After four years’ undergraduate study in Information Design, I want to take a step backward and re-understand my major.

First I reviewed my major courses:

My major courses in Information Design

Some courses are unlisted because they did not have much impact on my professional study. We can see that in an art academy a student majored in Information design would take courses most about design practice. I took some online programming courses to compensate my technical background knowledge.

Definition

What is Interaction design?

In the first chapter of Interaction Design — Beyond Human Computer Interaction, it means:

Designing interactive products to support the way people communicate and interact in their everyday working lives.

According to ixd.org, Interaction Design (IxD)

defines the structure and behavior of interactive systems. Interaction Designers strive to create meaningful relationships between people and the products and services that they use, from computers to mobile devices to appliances and beyond.

The two definitions are similar, IxD focuses on interactivity and user behavior. Design should concern not only whether users can understand the product, but their responses and how the product react on the basis of users’ behavior.

What is User experience design (UX)?

The definition on Wiki: User experience design (UX, UXD, UED or XD) is the process of enhancing user satisfaction with a product by improving the usability, accessibility, and pleasure provided in the interaction with the product.

If IxD depends on designers’ design thinking and creativity, UX is more objective, and it always requires designers to keep users in mind. The final target is not to design a fancy product but a product that can generate positive emotions through product interactions.

What is Human-computer interaction (HCI)?

According to ACM’s definition, HCI is a discipline that concerned with design, evaluation, and implementation of interactive computing systems for human use and with the study of major phenomena surrounding them. It researches the design and use of computer of technology, focusing on the interface between user and computer. Researchers observe both the way in which human interact with computers and design technology that human interact in a novel way.
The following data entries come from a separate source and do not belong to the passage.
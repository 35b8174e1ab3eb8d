//! Per-candidate values written by the enrichment and risk stages.
//!
//! Each value has an explicit low-confidence form so a failed lookup still
//! produces a complete, typed entry.

use serde::{Deserialize, Serialize};
use std::fmt;
use utoipa::ToSchema;

use super::venue::PriceTier;

/// Subjective fit of a venue to the requested vibe, in [0, 1].
#[derive(Debug, Clone, Copy, Serialize, Deserialize, PartialEq, ToSchema)]
#[cfg_attr(feature = "typescript", derive(ts_rs::TS))]
#[cfg_attr(feature = "typescript", ts(export))]
pub struct FitScore {
    pub score: Option<f64>,
    pub confidence: f64,
}

impl FitScore {
    pub fn new(score: f64, confidence: f64) -> Self {
        Self {
            score: Some(score.clamp(0.0, 1.0)),
            confidence: confidence.clamp(0.0, 1.0),
        }
    }

    /// Stand-in for a failed scoring call.
    pub fn unscored() -> Self {
        Self {
            score: None,
            confidence: 0.0,
        }
    }
}

#[derive(Debug, Clone, Copy, Serialize, Deserialize, PartialEq, Eq, Default, ToSchema)]
#[cfg_attr(feature = "typescript", derive(ts_rs::TS))]
#[cfg_attr(feature = "typescript", ts(export))]
#[serde(rename_all = "snake_case")]
pub enum PriceConfidence {
    High,
    Medium,
    Low,
    #[default]
    None,
}

impl PriceConfidence {
    pub fn as_str(&self) -> &'static str {
        match self {
            Self::High => "high",
            Self::Medium => "medium",
            Self::Low => "low",
            Self::None => "none",
        }
    }
}

impl fmt::Display for PriceConfidence {
    fn fmt(&self, f: &mut fmt::Formatter<'_>) -> fmt::Result {
        f.write_str(self.as_str())
    }
}

/// Resolved price level for one venue.
#[derive(Debug, Clone, Copy, Serialize, Deserialize, PartialEq, ToSchema)]
#[cfg_attr(feature = "typescript", derive(ts_rs::TS))]
#[cfg_attr(feature = "typescript", ts(export))]
pub struct CostProfile {
    pub price_tier: Option<PriceTier>,
    pub confidence: PriceConfidence,
    /// Value-for-money score in [0, 1] derived from tier and confidence.
    pub value_score: f64,
}

#[derive(Debug, Clone, Copy, Serialize, Deserialize, PartialEq, Eq, Default, ToSchema)]
#[cfg_attr(feature = "typescript", derive(ts_rs::TS))]
#[cfg_attr(feature = "typescript", ts(export))]
#[serde(rename_all = "snake_case")]
pub enum TravelMode {
    Walking,
    Cycling,
    Transit,
    #[default]
    Driving,
}

impl TravelMode {
    pub fn as_str(&self) -> &'static str {
        match self {
            Self::Walking => "walking",
            Self::Cycling => "cycling",
            Self::Transit => "transit",
            Self::Driving => "driving",
        }
    }

    /// Average door-to-door speed in km/h used for travel estimates.
    pub fn speed_kmh(&self) -> f64 {
        match self {
            Self::Walking => 4.8,
            Self::Cycling => 15.0,
            Self::Transit => 20.0,
            Self::Driving => 30.0,
        }
    }
}

/// Travel feasibility of a venue for the whole group.
#[derive(Debug, Clone, Copy, Serialize, Deserialize, PartialEq, ToSchema)]
#[cfg_attr(feature = "typescript", derive(ts_rs::TS))]
#[cfg_attr(feature = "typescript", ts(export))]
pub struct AccessProfile {
    /// Accessibility score in [0, 1]; `None` when it could not be estimated.
    pub score: Option<f64>,
    pub avg_travel_min: Option<f64>,
    pub max_travel_min: Option<f64>,
    pub mode: TravelMode,
}

impl AccessProfile {
    pub fn unknown(mode: TravelMode) -> Self {
        Self {
            score: None,
            avg_travel_min: None,
            max_travel_min: None,
            mode,
        }
    }
}

#[derive(
    Debug, Clone, Copy, Serialize, Deserialize, PartialEq, Eq, PartialOrd, Ord, Hash, ToSchema,
)]
#[cfg_attr(feature = "typescript", derive(ts_rs::TS))]
#[cfg_attr(feature = "typescript", ts(export))]
#[serde(rename_all = "snake_case")]
pub enum RiskSeverity {
    Low,
    Medium,
    High,
    /// Disqualifies the venue outright
    Dealbreaker,
}

impl RiskSeverity {
    pub fn as_str(&self) -> &'static str {
        match self {
            Self::Low => "low",
            Self::Medium => "medium",
            Self::High => "high",
            Self::Dealbreaker => "dealbreaker",
        }
    }

    /// Amount subtracted from the risk dimension for one flag.
    pub fn penalty(&self) -> f64 {
        match self {
            Self::Low => 0.05,
            Self::Medium => 0.15,
            Self::High => 0.30,
            Self::Dealbreaker => 0.60,
        }
    }
}

#[derive(Debug, Clone, Serialize, Deserialize, PartialEq, ToSchema)]
#[cfg_attr(feature = "typescript", derive(ts_rs::TS))]
#[cfg_attr(feature = "typescript", ts(export))]
pub struct RiskFlag {
    /// Category such as `weather`, `event`, `closure`, `history`.
    pub kind: String,
    pub description: String,
    pub severity: RiskSeverity,
}

impl RiskFlag {
    pub fn new(kind: impl Into<String>, description: impl Into<String>, severity: RiskSeverity) -> Self {
        Self {
            kind: kind.into(),
            description: description.into(),
            severity,
        }
    }
}

/// Outcome of the adversarial checks for one venue.
#[derive(Debug, Clone, Serialize, Deserialize, PartialEq, Default, ToSchema)]
#[cfg_attr(feature = "typescript", derive(ts_rs::TS))]
#[cfg_attr(feature = "typescript", ts(export))]
pub struct RiskAssessment {
    pub flags: Vec<RiskFlag>,
    /// False when every lookup failed: the venue is unchecked, not safe.
    pub evaluated: bool,
}

impl RiskAssessment {
    pub fn checked(flags: Vec<RiskFlag>) -> Self {
        Self {
            flags,
            evaluated: true,
        }
    }

    pub fn unchecked() -> Self {
        Self::default()
    }

    pub fn is_dealbreaker(&self) -> bool {
        self.flags
            .iter()
            .any(|f| f.severity == RiskSeverity::Dealbreaker)
    }

    pub fn worst(&self) -> Option<RiskSeverity> {
        self.flags.iter().map(|f| f.severity).max()
    }

    /// Risk dimension score: 1.0 minus the summed penalties, clamped to [0, 1].
    pub fn risk_score(&self) -> f64 {
        let penalty: f64 = self.flags.iter().map(|f| f.severity.penalty()).sum();
        (1.0 - penalty).clamp(0.0, 1.0)
    }

    /// One-line warning for the ranked entry, empty when nothing was flagged.
    pub fn warning(&self) -> String {
        let mut flags: Vec<&RiskFlag> = self.flags.iter().collect();
        flags.sort_by(|a, b| b.severity.cmp(&a.severity));
        flags
            .iter()
            .map(|f| format!("[{}] {}", f.severity.as_str(), f.description))
            .collect::<Vec<_>>()
            .join("; ")
    }
}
Compared with IxD and UX, HCI is more an academic field that separates from Computer Science. However, in my opinion, the machine side (Computer graphic, Operating system, Programming language) and the human side (Communication theory, Industrial design, Social science, Cognitive psychology, Human factors) should be equally important. Because HCI itself is comprised of some part of various disciplines, rather than a discipline such as CS as a dominant part.

To me, it should have three parts: Human, Computer, and Interaction.
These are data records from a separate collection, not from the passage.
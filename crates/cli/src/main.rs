use std::path::{Path, PathBuf};

use anyhow::{Context, Result};
use clap::{Args, Parser, Subcommand};
use colored::Colorize;
use events::{Event, EventEnvelope};
use pathfinder_core::{Coordinates, PlanRequest, StageOutcome};
use server::config::{ServiceConfig, CONFIG_FILE};
use server::state::AppState;
use tokio::sync::mpsc;
use tracing_subscriber::{layer::SubscriberExt, util::SubscriberInitExt};

#[derive(Parser)]
#[command(name = "pathfinder")]
#[command(about = "Venue recommendations for group outings", long_about = None)]
#[command(version)]
struct Cli {
    #[command(subcommand)]
    command: Commands,
}

#[derive(Subcommand)]
enum Commands {
    /// Write a default .pathfinder/config.json in the current directory
    Init,
    /// Run the HTTP and WebSocket server
    Serve {
        #[arg(short, long, env = "PATHFINDER_PORT", default_value_t = server::DEFAULT_PORT)]
        port: u16,

        /// Config file; defaults to .pathfinder/config.json
        #[arg(long, env = "PATHFINDER_CONFIG")]
        config: Option<PathBuf>,
    },
    /// Plan one request in-process and print the response as JSON
    Plan(PlanArgs),
    /// Show which capabilities are configured
    Status {
        #[arg(long, env = "PATHFINDER_CONFIG")]
        config: Option<PathBuf>,
    },
}

#[derive(Args)]
struct PlanArgs {
    prompt: String,

    #[arg(long, default_value_t = 1)]
    group_size: u32,

    /// low, medium, high or $-notation
    #[arg(long)]
    budget: Option<String>,

    #[arg(long)]
    location: Option<String>,

    #[arg(long)]
    vibe: Option<String>,

    /// Member location as "lat,lng"; repeat for each member
    #[arg(long = "member", value_parser = parse_coordinates)]
    members: Vec<Coordinates>,

    /// Print stage progress to stderr while planning
    #[arg(long)]
    stream: bool,

    #[arg(long, env = "PATHFINDER_CONFIG")]
    config: Option<PathBuf>,
}

impl PlanArgs {
    fn to_request(&self) -> PlanRequest {
        let mut request = PlanRequest::new(self.prompt.clone()).with_group_size(self.group_size);
        if let Some(ref budget) = self.budget {
            request = request.with_budget(budget.clone());
        }
        if let Some(ref location) = self.location {
            request = request.with_location(location.clone());
        }
        if let Some(ref vibe) = self.vibe {
            request = request.with_vibe(vibe.clone());
        }
        if !self.members.is_empty() {
            request = request.with_member_locations(self.members.clone());
        }
        request
    }
}

fn parse_coordinates(s: &str) -> std::result::Result<Coordinates, String> {
    let (lat, lng) = s
        .split_once(',')
        .ok_or_else(|| format!("expected \"lat,lng\", got \"{}\"", s))?;
    let lat: f64 = lat.trim().parse().map_err(|e| format!("bad latitude: {}", e))?;
    let lng: f64 = lng.trim().parse().map_err(|e| format!("bad longitude: {}", e))?;
    Ok(Coordinates::new(lat, lng))
}

#[tokio::main]
async fn main() -> Result<()> {
    let cli = Cli::parse();
    init_tracing();

    match cli.command {
        Commands::Init => init_config().await,
        Commands::Serve { port, config } => serve(port, config.as_deref()).await,
        Commands::Plan(args) => plan(args).await,
        Commands::Status { config } => status(config.as_deref()).await,
    }
}

async fn load_config(path: Option<&Path>) -> Result<ServiceConfig> {
    match path {
        Some(path) => Ok(ServiceConfig::read_file(path).await),
        None => Ok(ServiceConfig::read(&std::env::current_dir()?).await),
    }
}

async fn init_config() -> Result<()> {
    let cwd = std::env::current_dir()?;
    let config_path = cwd.join(CONFIG_FILE);

    if config_path.exists() {
        println!("Already initialized at {}", config_path.display());
        return Ok(());
    }

    ServiceConfig::default()
        .write(&cwd)
        .await
        .context("Failed to write config")?;

    println!("Created {}", config_path.display());
    println!("Add capability endpoints under \"endpoints\", then run 'pathfinder serve'.");

    Ok(())
}

async fn serve(port: u16, config_path: Option<&Path>) -> Result<()> {
    let config = load_config(config_path).await?;

    println!();
    println!("Pathfinder");
    println!("════════════════════════════════════════");
    println!();
    println!("  API Server:  http://localhost:{}", port);
    println!("  WebSocket:   ws://localhost:{}/api/plan/ws", port);
    println!("  Swagger UI:  http://localhost:{}/swagger-ui", port);
    println!();
    println!("Press Ctrl+C to stop");
    println!();

    server::serve(AppState::new(config), port).await
}

async fn plan(args: PlanArgs) -> Result<()> {
    let config = load_config(args.config.as_deref()).await?;
    let service = AppState::new(config).service;
    let request = args.to_request();

    let response = if args.stream {
        let (tx, mut rx) = mpsc::unbounded_channel();
        let printer = tokio::spawn(async move {
            while let Some(envelope) = rx.recv().await {
                print_progress(&envelope);
            }
        });
        let response = service.plan_streaming(request, tx).await;
        printer.await?;
        response?
    } else {
        service.plan(request).await?
    };

    println!("{}", serde_json::to_string_pretty(&response)?);
    Ok(())
}

fn print_progress(envelope: &EventEnvelope) {
    let line = match &envelope.event {
        Event::StageCompleted {
            label,
            outcome,
            latency_ms,
            attempt,
            ..
        } => {
            let outcome = match outcome {
                StageOutcome::Completed => outcome.as_str().green(),
                StageOutcome::Fallback => outcome.as_str().yellow(),
            };
            format!(
                "{:>3} {} {} ({}ms, attempt {})",
                envelope.sequence, label, outcome, latency_ms, attempt
            )
        }
        Event::VetoRaised {
            attempt,
            reason,
            will_retry,
        } => {
            let next = if *will_retry { "retrying" } else { "giving up" };
            format!(
                "{:>3} {} attempt {}: {} ({})",
                envelope.sequence,
                "veto".red().bold(),
                attempt,
                reason,
                next
            )
        }
        Event::Result { response } => format!(
            "{:>3} {} {} venue(s)",
            envelope.sequence,
            "done".green().bold(),
            response.venues.len()
        ),
    };
    eprintln!("{}", line);
}

async fn status(config_path: Option<&Path>) -> Result<()> {
    let config = load_config(config_path).await?;
    let endpoints = &config.endpoints;

    let show = |name: &str, url: &Option<String>| match url {
        Some(url) => println!("  {} {:<14} {}", "●".green(), name, url),
        None => println!("  {} {:<14} {}", "○".dimmed(), name, "fallback only".dimmed()),
    };

    println!();
    println!("Capabilities:");
    show("intent_model", &endpoints.intent_model);
    show("fit_scorer", &endpoints.fit_scorer);
    show("narrator", &endpoints.narrator);
    show("price_lookup", &endpoints.price_lookup);
    show("risk_signals", &endpoints.risk_signals);
    show("risk_history", &endpoints.risk_history);
    show("identity", &endpoints.identity);
    show("consent", &endpoints.consent);
    println!();

    if endpoints.sources.is_empty() {
        println!("No discovery sources configured.");
    } else {
        println!("Discovery sources ({}):", endpoints.sources.len());
        for source in &endpoints.sources {
            println!("  {} {:<14} {}", "●".green(), source.name, source.url);
        }
    }

    let pipeline = &config.pipeline;
    println!();
    println!(
        "Pipeline: top {} (floor {}), {} retries, {}ms deadline",
        pipeline.top_n, pipeline.floor, pipeline.max_retries, pipeline.deadline_ms
    );
    println!();

    Ok(())
}

fn init_tracing() {
    tracing_subscriber::registry()
        .with(tracing_subscriber::fmt::layer().with_writer(std::io::stderr))
        .with(
            tracing_subscriber::EnvFilter::try_from_default_env()
                .unwrap_or_else(|_| "pathfinder=info,server=info,orchestrator=warn,tower_http=info".into()),
        )
        .init();
}

#[cfg(test)]
mod tests {
    use super::*;

    #[test]
    fn test_cli_parses_plan_flags() {
        let cli = Cli::try_parse_from([
            "pathfinder",
            "plan",
            "bowling for 6",
            "--group-size",
            "6",
            "--budget",
            "low",
            "--member",
            "43.65,-79.38",
            "--stream",
        ])
        .unwrap();

        let Commands::Plan(args) = cli.command else {
            panic!("expected plan command");
        };
        assert!(args.stream);
        let request = args.to_request();
        assert_eq!(request.group_size, 6);
        assert_eq!(request.budget.as_deref(), Some("low"));
        assert_eq!(request.member_locations.len(), 1);
        assert!(request.validate().is_ok());
    }

    #[test]
    fn test_parse_coordinates() {
        let c = parse_coordinates("43.65, -79.38").unwrap();
        assert_eq!(c, Coordinates::new(43.65, -79.38));
        assert!(parse_coordinates("43.65").is_err());
        assert!(parse_coordinates("north,-79").is_err());
    }

    #[tokio::test]
    async fn test_explicit_config_path() {
        let temp_dir = tempfile::TempDir::new().unwrap();
        let path = temp_dir.path().join("pathfinder.json");
        std::fs::write(&path, r#"{"pipeline": {"max_retries": 0}}"#).unwrap();

        let config = load_config(Some(&path)).await.unwrap();
        assert_eq!(config.pipeline.max_retries, 0);
    }
}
Human, Computer and Interaction

IxD and other disciplines

Recently a lot of designers in other fields, industrial design, graphic design, architecture change their career to IxD. I think it is quite reasonable because of the huge demand for employment.

Industrial design versus IxD?

In traditional Industrial design, designers focus on the design of static form instead of interactivity, such as a cup, a kettle, or a chair. The traditional discipline does not have a language with which to discuss the design of rich, dynamic behavior and changing user interfaces. Chairs would not respond to people’s behavior unless it breaks when someone sits on it.

Now lots of Industrial designers have attempted to design digital products, such as a laptop, smart phones, Bluetooth earphones, etc. As the intelligence of devices grows, the interaction between users and devices would be increasingly complicated. For example, an automobile designer joined a multidisciplinary team working on self-driving vehicles. He needs to study users’ behaviors in cars when talking to intelligent systems or switching to manual override. I think he can be considered as Interaction designer.

There are five dimensions in IxD: Text, Visual presentation, Physical object or spaces, Time, Behavior. (What is Interaction Design?)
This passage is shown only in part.